What is a Farmers Market?

Reading time:  2 minutes
Takeaway: The Piedmont Triad is bursting with farmers markets. Our robust network of markets reflects the national trend of increasing market numbers. Farmers markets offer consumers a chance to know where their food comes from and the opportunity for farmers to lower their selling costs and increase their interaction with the community.

Last week we learned a bit about the Greensboro Farmers Curb Market in downtown Greensboro. To my delight, quite a few people still hadn’t yet visited the market (have you been yet?) which made me think that perhaps a post about what a farmers market is, how they may differ from each other and information about finding nearby markets might be interesting topic for a post.

What is a Farmers Market?

Glad you asked. As with many things, there isn’t a firm answer. In general, we can rely on this definition from the Farmers Market Coalition:

“A farmers market is a public and recurring assembly of farmers or their representatives, selling directly to consumers food which they have produced themselves.  More specifically, a farmers market operates multiple times per year and is organized for the purpose of facilitating personal connections that create mutual benefits for local farmers, shoppers, and communities.”

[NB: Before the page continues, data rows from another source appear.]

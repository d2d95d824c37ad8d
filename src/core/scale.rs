use crate::error::{ChartError, ChartResult};

/// Continuous domain-to-pixel mapping.
///
/// Values outside the domain extrapolate linearly unless clamping is enabled.
/// The range may be replaced (e.g. on resize) without touching the domain.
#[derive(Debug, Clone, Copy, PartialEq)]
pub struct LinearScale {
    domain_start: f64,
    domain_end: f64,
    range_start: f64,
    range_end: f64,
    clamp: bool,
}

impl LinearScale {
    pub fn new(domain_start: f64, domain_end: f64) -> ChartResult<Self> {
        if !domain_start.is_finite() || !domain_end.is_finite() || domain_start == domain_end {
            return Err(ChartError::InvalidData(
                "scale domain must be finite and non-zero".to_owned(),
            ));
        }

        Ok(Self {
            domain_start,
            domain_end,
            range_start: 0.0,
            range_end: 1.0,
            clamp: false,
        })
    }

    /// Builds a scale whose domain is the min/max of `values`.
    ///
    /// A single distinct value gives a zero-width domain; every value then
    /// maps to the middle of the range.
    pub fn from_extent(values: impl IntoIterator<Item = f64>) -> ChartResult<Self> {
        let (min, max) = crate::core::stats::extent(values).ok_or_else(|| {
            ChartError::InvalidData("scale cannot be built from empty data".to_owned())
        })?;
        if min == max && min.is_finite() {
            return Ok(Self {
                domain_start: min,
                domain_end: max,
                range_start: 0.0,
                range_end: 1.0,
                clamp: false,
            });
        }
        Self::new(min, max)
    }

    pub fn with_range(mut self, range_start: f64, range_end: f64) -> ChartResult<Self> {
        self.set_range(range_start, range_end)?;
        Ok(self)
    }

    #[must_use]
    pub fn with_clamp(mut self, clamp: bool) -> Self {
        self.clamp = clamp;
        self
    }

    pub fn set_range(&mut self, range_start: f64, range_end: f64) -> ChartResult<()> {
        if !range_start.is_finite() || !range_end.is_finite() {
            return Err(ChartError::InvalidData(
                "scale range must be finite".to_owned(),
            ));
        }
        self.range_start = range_start;
        self.range_end = range_end;
        Ok(())
    }

    #[must_use]
    pub fn domain(self) -> (f64, f64) {
        (self.domain_start, self.domain_end)
    }

    #[must_use]
    pub fn range(self) -> (f64, f64) {
        (self.range_start, self.range_end)
    }

    #[must_use]
    pub fn is_clamped(self) -> bool {
        self.clamp
    }

    pub fn domain_to_pixel(self, value: f64) -> ChartResult<f64> {
        if !value.is_finite() {
            return Err(ChartError::InvalidData("value must be finite".to_owned()));
        }

        let span = self.domain_end - self.domain_start;
        let mut normalized = if span == 0.0 {
            0.5
        } else {
            (value - self.domain_start) / span
        };
        if self.clamp {
            normalized = normalized.clamp(0.0, 1.0);
        }
        Ok(self.range_start + normalized * (self.range_end - self.range_start))
    }

    pub fn pixel_to_domain(self, pixel: f64) -> ChartResult<f64> {
        if !pixel.is_finite() {
            return Err(ChartError::InvalidData("pixel must be finite".to_owned()));
        }

        let span = self.range_end - self.range_start;
        if span == 0.0 {
            return Err(ChartError::InvalidData(
                "cannot invert a scale with an empty range".to_owned(),
            ));
        }
        let mut normalized = (pixel - self.range_start) / span;
        if self.clamp {
            normalized = normalized.clamp(0.0, 1.0);
        }
        Ok(self.domain_start + normalized * (self.domain_end - self.domain_start))
    }

    /// Round tick values inside the domain, approximately `count` of them.
    #[must_use]
    pub fn ticks(self, count: usize) -> Vec<f64> {
        crate::core::ticks::linear_ticks(self.domain_start, self.domain_end, count)
    }
}

#[cfg(test)]
mod tests {
    use super::*;
    use approx::assert_relative_eq;

    #[test]
    fn maps_inverted_pixel_axis() {
        let scale = LinearScale::new(0.0, 85.0)
            .and_then(|s| s.with_range(340.0, 0.0))
            .expect("scale");
        assert_relative_eq!(scale.domain_to_pixel(0.0).expect("px"), 340.0);
        assert_relative_eq!(scale.domain_to_pixel(85.0).expect("px"), 0.0);
        assert_relative_eq!(scale.pixel_to_domain(170.0).expect("value"), 42.5);
    }

    #[test]
    fn out_of_domain_values_extrapolate_unless_clamped() {
        let scale = LinearScale::new(0.0, 85.0)
            .and_then(|s| s.with_range(340.0, 0.0))
            .expect("scale");
        assert_relative_eq!(scale.domain_to_pixel(170.0).expect("px"), -340.0);

        let clamped = scale.with_clamp(true);
        assert_relative_eq!(clamped.domain_to_pixel(170.0).expect("px"), 0.0);
        assert_relative_eq!(clamped.domain_to_pixel(-10.0).expect("px"), 340.0);
    }

    #[test]
    fn rejects_degenerate_domain_and_empty_extent() {
        assert!(LinearScale::new(3.0, 3.0).is_err());
        assert!(LinearScale::new(f64::NAN, 3.0).is_err());
        assert!(LinearScale::from_extent(Vec::<f64>::new()).is_err());
    }

    #[test]
    fn single_value_extent_maps_to_the_range_midpoint() {
        let scale = LinearScale::from_extent([200.0, 200.0, 200.0])
            .and_then(|s| s.with_range(570.0, 0.0))
            .expect("scale");
        assert_eq!(scale.domain(), (200.0, 200.0));
        assert_relative_eq!(scale.domain_to_pixel(200.0).expect("px"), 285.0);
        assert_relative_eq!(scale.domain_to_pixel(-40.0).expect("px"), 285.0);
        assert_relative_eq!(scale.pixel_to_domain(10.0).expect("value"), 200.0);
        assert_eq!(scale.ticks(10), vec![200.0]);
    }

    #[test]
    fn extent_domain_follows_data() {
        let scale = LinearScale::from_extent([4.0, -2.0, 9.5]).expect("scale");
        assert_eq!(scale.domain(), (-2.0, 9.5));
    }
}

Map of farmers markets registered with the USDA. The circles contain the number of markets in that area. Red circles indicate a high density, yellow is medium and blue is low. Source: http://search.ams.usda.gov/farmersmarkets/googleMapFull.aspx

Map of farmers markets registered with the USDA. The circles contain the number of markets in that area. Red circles indicate a high density, yellow is medium and blue is low. Source: http://search.ams.usda.gov/farmersmarkets/googleMapFull.aspx

Farmers markets have been on the rise in the United States. Check out this graph of the number of markets registered with the USDA:

Even with this growth in outlets for local food, we Americans still only spend about 1% of our grocery dollars on locally-produced foods. I think the logistics of our international food supply is impressive, and I’m not planning to stop buying my Fair Trade bananas from Ecuador anytime soon, but I still find it surprising, although believable, that 99% of our grocery dollars go to food produced more than 100 miles from our homes.

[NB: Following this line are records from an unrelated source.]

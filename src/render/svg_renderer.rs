use std::fmt::Write;

use crate::core::shapes::format_coord;
use crate::error::{ChartError, ChartResult};
use crate::render::{Geometry, Mark, Paint, RenderFrame, Renderer};

/// Renders frames into standalone SVG documents.
///
/// The last rendered document is kept in memory; hosts write it wherever
/// they need it.
#[derive(Debug, Default)]
pub struct SvgRenderer {
    document: String,
}

impl SvgRenderer {
    #[must_use]
    pub fn new() -> Self {
        Self::default()
    }

    #[must_use]
    pub fn document(&self) -> &str {
        &self.document
    }

    #[must_use]
    pub fn into_document(self) -> String {
        self.document
    }
}

impl Renderer for SvgRenderer {
    fn render(&mut self, frame: &RenderFrame) -> ChartResult<()> {
        frame.validate()?;
        self.document = write_document(frame)
            .map_err(|err| ChartError::InvalidData(format!("failed to write svg: {err}")))?;
        Ok(())
    }
}

fn write_document(frame: &RenderFrame) -> Result<String, std::fmt::Error> {
    let mut svg = String::new();
    let (width, height) = (frame.viewport.width, frame.viewport.height);
    writeln!(
        svg,
        r#"<svg xmlns="http://www.w3.org/2000/svg" width="{width}" height="{height}" viewBox="0 0 {width} {height}">"#
    )?;
    writeln!(
        svg,
        r#"  <g id="{}" transform="translate({},{})">"#,
        escape_xml(&frame.container_id),
        format_coord(frame.origin.0),
        format_coord(frame.origin.1)
    )?;
    for mark in &frame.marks {
        write_mark(&mut svg, mark)?;
    }
    svg.push_str("  </g>\n</svg>\n");
    Ok(svg)
}

fn write_mark(svg: &mut String, mark: &Mark) -> std::fmt::Result {
    let common = common_attributes(mark)?;
    match &mark.geometry {
        Geometry::Rect {
            x,
            y,
            width,
            height,
        } => writeln!(
            svg,
            r#"    <rect x="{}" y="{}" width="{}" height="{}"{common}/>"#,
            format_coord(*x),
            format_coord(*y),
            format_coord(*width),
            format_coord(*height)
        ),
        Geometry::Line { x1, y1, x2, y2 } => writeln!(
            svg,
            r#"    <line x1="{}" y1="{}" x2="{}" y2="{}"{common}/>"#,
            format_coord(*x1),
            format_coord(*y1),
            format_coord(*x2),
            format_coord(*y2)
        ),
        Geometry::Circle { cx, cy, r } => writeln!(
            svg,
            r#"    <circle cx="{}" cy="{}" r="{}"{common}/>"#,
            format_coord(*cx),
            format_coord(*cy),
            format_coord(*r)
        ),
        Geometry::Path { d } => writeln!(svg, r#"    <path d="{}"{common}/>"#, escape_xml(d)),
        Geometry::Text(text) => writeln!(
            svg,
            r#"    <text x="{}" y="{}" dx="{}" dy="{}" font-size="{}" text-anchor="{}"{common}>{}</text>"#,
            format_coord(text.x),
            format_coord(text.y),
            format_coord(text.dx),
            format_coord(text.dy),
            format_coord(text.font_size_px),
            text.anchor.as_str(),
            escape_xml(&text.text)
        ),
    }
}

fn paint_attribute(paint: Paint) -> String {
    match paint {
        Paint::None => "none".to_owned(),
        Paint::Solid(color) => color.to_hex(),
    }
}

fn common_attributes(mark: &Mark) -> Result<String, std::fmt::Error> {
    let mut attrs = String::new();
    let style = &mark.style;
    write!(attrs, r#" data-mark="{}""#, escape_xml(&mark.id.to_string()))?;

    let mut classes = vec![mark.id.role.as_str().to_owned()];
    classes.extend(mark.classes.iter().cloned());
    write!(attrs, r#" class="{}""#, escape_xml(&classes.join(" ")))?;

    write!(attrs, r#" fill="{}""#, paint_attribute(style.fill))?;
    write!(attrs, r#" stroke="{}""#, paint_attribute(style.stroke))?;
    if let Some(width) = style.stroke_width {
        write!(attrs, r#" stroke-width="{}""#, format_coord(width))?;
    }
    if style.opacity < 1.0 {
        write!(attrs, r#" opacity="{}""#, format_coord(style.opacity))?;
    }
    if let Some(weight) = style.font_weight {
        write!(attrs, r#" font-weight="{weight}""#)?;
    }
    if let Some(duration) = style.transition_ms {
        write!(attrs, r#" style="transition: all {duration}ms""#)?;
    }
    Ok(attrs)
}

fn escape_xml(text: &str) -> String {
    let mut escaped = String::with_capacity(text.len());
    for ch in text.chars() {
        match ch {
            '&' => escaped.push_str("&amp;"),
            '<' => escaped.push_str("&lt;"),
            '>' => escaped.push_str("&gt;"),
            '"' => escaped.push_str("&quot;"),
            '\'' => escaped.push_str("&#39;"),
            _ => escaped.push(ch),
        }
    }
    escaped
}

#[cfg(test)]
mod tests {
    use super::*;
    use crate::core::{Color, Margin, PlotArea, Viewport};
    use crate::render::{Layer, MarkId, MarkRole, Scene, Style, TextGeometry};

    #[test]
    fn writes_translated_group_with_classed_marks() {
        let mut scene = Scene::new();
        scene.upsert(
            Mark::new(
                MarkId::new(MarkRole::Bar, "Chad"),
                Layer::Marks,
                Geometry::Rect {
                    x: 1.0,
                    y: 2.5,
                    width: 3.0,
                    height: 4.0,
                },
            )
            .with_class("africa")
            .with_style(Style::filled(Color::LIGHT_GREY)),
        );
        scene.upsert(Mark::new(
            MarkId::new(MarkRole::Note, "lower"),
            Layer::Labels,
            Geometry::Text(TextGeometry::new("<lower & \"GDP\">", 0.0, 0.0, 12.0)),
        ));

        let plot = PlotArea::new(Viewport::new(700, 400), Margin::new(30.0, 20.0, 30.0, 50.0))
            .expect("plot");
        let mut renderer = SvgRenderer::new();
        renderer
            .render(&scene.frame(plot, "chart-1"))
            .expect("render");
        let svg = renderer.document();

        assert!(svg.starts_with("<svg xmlns=\"http://www.w3.org/2000/svg\" width=\"700\""));
        assert!(svg.contains(r#"<g id="chart-1" transform="translate(50,30)">"#));
        assert!(svg.contains(
            r##"<rect x="1" y="2.5" width="3" height="4" data-mark="bar/Chad" class="bar africa" fill="#d3d3d3" stroke="none"/>"##
        ));
        assert!(svg.contains("&lt;lower &amp; &quot;GDP&quot;&gt;</text>"));
        assert!(svg.trim_end().ends_with("</svg>"));
    }

    #[test]
    fn optional_style_attributes_follow_the_paint() {
        let mark = Mark::new(
            MarkId::new(MarkRole::PriceLine, "U.S."),
            Layer::Marks,
            Geometry::Path { d: "M0,0".to_owned() },
        )
        .with_class("us")
        .with_style(Style {
            opacity: 0.5,
            font_weight: Some(800),
            transition_ms: Some(250),
            ..Style::stroked(Color::RED, 2.0)
        });
        assert_eq!(
            common_attributes(&mark).expect("attributes"),
            r##" data-mark="price-line/U.S." class="price-line us" fill="none" stroke="#ff0000" stroke-width="2" opacity="0.5" font-weight="800" style="transition: all 250ms""##
        );
    }

    #[test]
    fn rejects_invalid_frames() {
        let mut scene = Scene::new();
        scene.upsert(Mark::new(
            MarkId::new(MarkRole::Bar, "bad"),
            Layer::Marks,
            Geometry::Circle {
                cx: f64::NAN,
                cy: 0.0,
                r: 1.0,
            },
        ));
        let plot = PlotArea::new(Viewport::new(10, 10), Margin::uniform(1.0)).expect("plot");
        let mut renderer = SvgRenderer::new();
        assert!(renderer.render(&scene.frame(plot, "chart-1")).is_err());
        assert!(renderer.document().is_empty());
    }
}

Daniel and his Nimby Gardens crew at the Greensboro Farmers Curb Market

Daniel and his Nimby Gardens crew at the Greensboro Farmers Curb Market. Photo credit: Doug Mokaren

 

Who grew it or made it?

At our local market in Greensboro, the goods are grown or made by the person behind the table selling them to you or by someone that person works for or with. At other markets, that relationship may not be the same. For example, at the farmers market in Iowa we used to shop at, one half of the market sold produce purchased from farmers or distributors that may or may not have been local, while the other half was locally produced goods. If knowing that the person selling to you had something to do with the production of what you’re buygin, the best thing to do is just ask a few questions about how they produced the items.

Where to find local markets:

Link to a cool interactive map of the United States allowing you to see all the 8000+ markets registered with the USDA:

http://search.ams.usda.gov/farmersmarkets/googleMapFull.aspx

Link to a North Carolina search list for markets listed with state government:

http://www.ncfarmfresh.com/farmmarkets.asp

Farmers markets in the NC Piedmont region registered with the USDA. Source: http://search.ams.usda.gov/farmersmarkets/googleMapFull.aspx

Farmers markets in the NC Piedmont region registered with the USDA. Source: http://search.ams.usda.gov/farmersmarkets/googleMapFull.aspx

P.S.

And then there’s this, a subjective list of the “world’s best” markets: http://www.cnn.com/2012/07/17/travel/worlds-best-fresh-markets/

Local farmers markets are one of my favorite destinations! Do you have a favorite?

Veronica Mbithi, a Kiva borrower and farmer in Tala, Kenya, at the local market with her produce.

Veronica Mbithi, a Kiva borrower and farmer in Tala, Kenya, at the local market with her produce.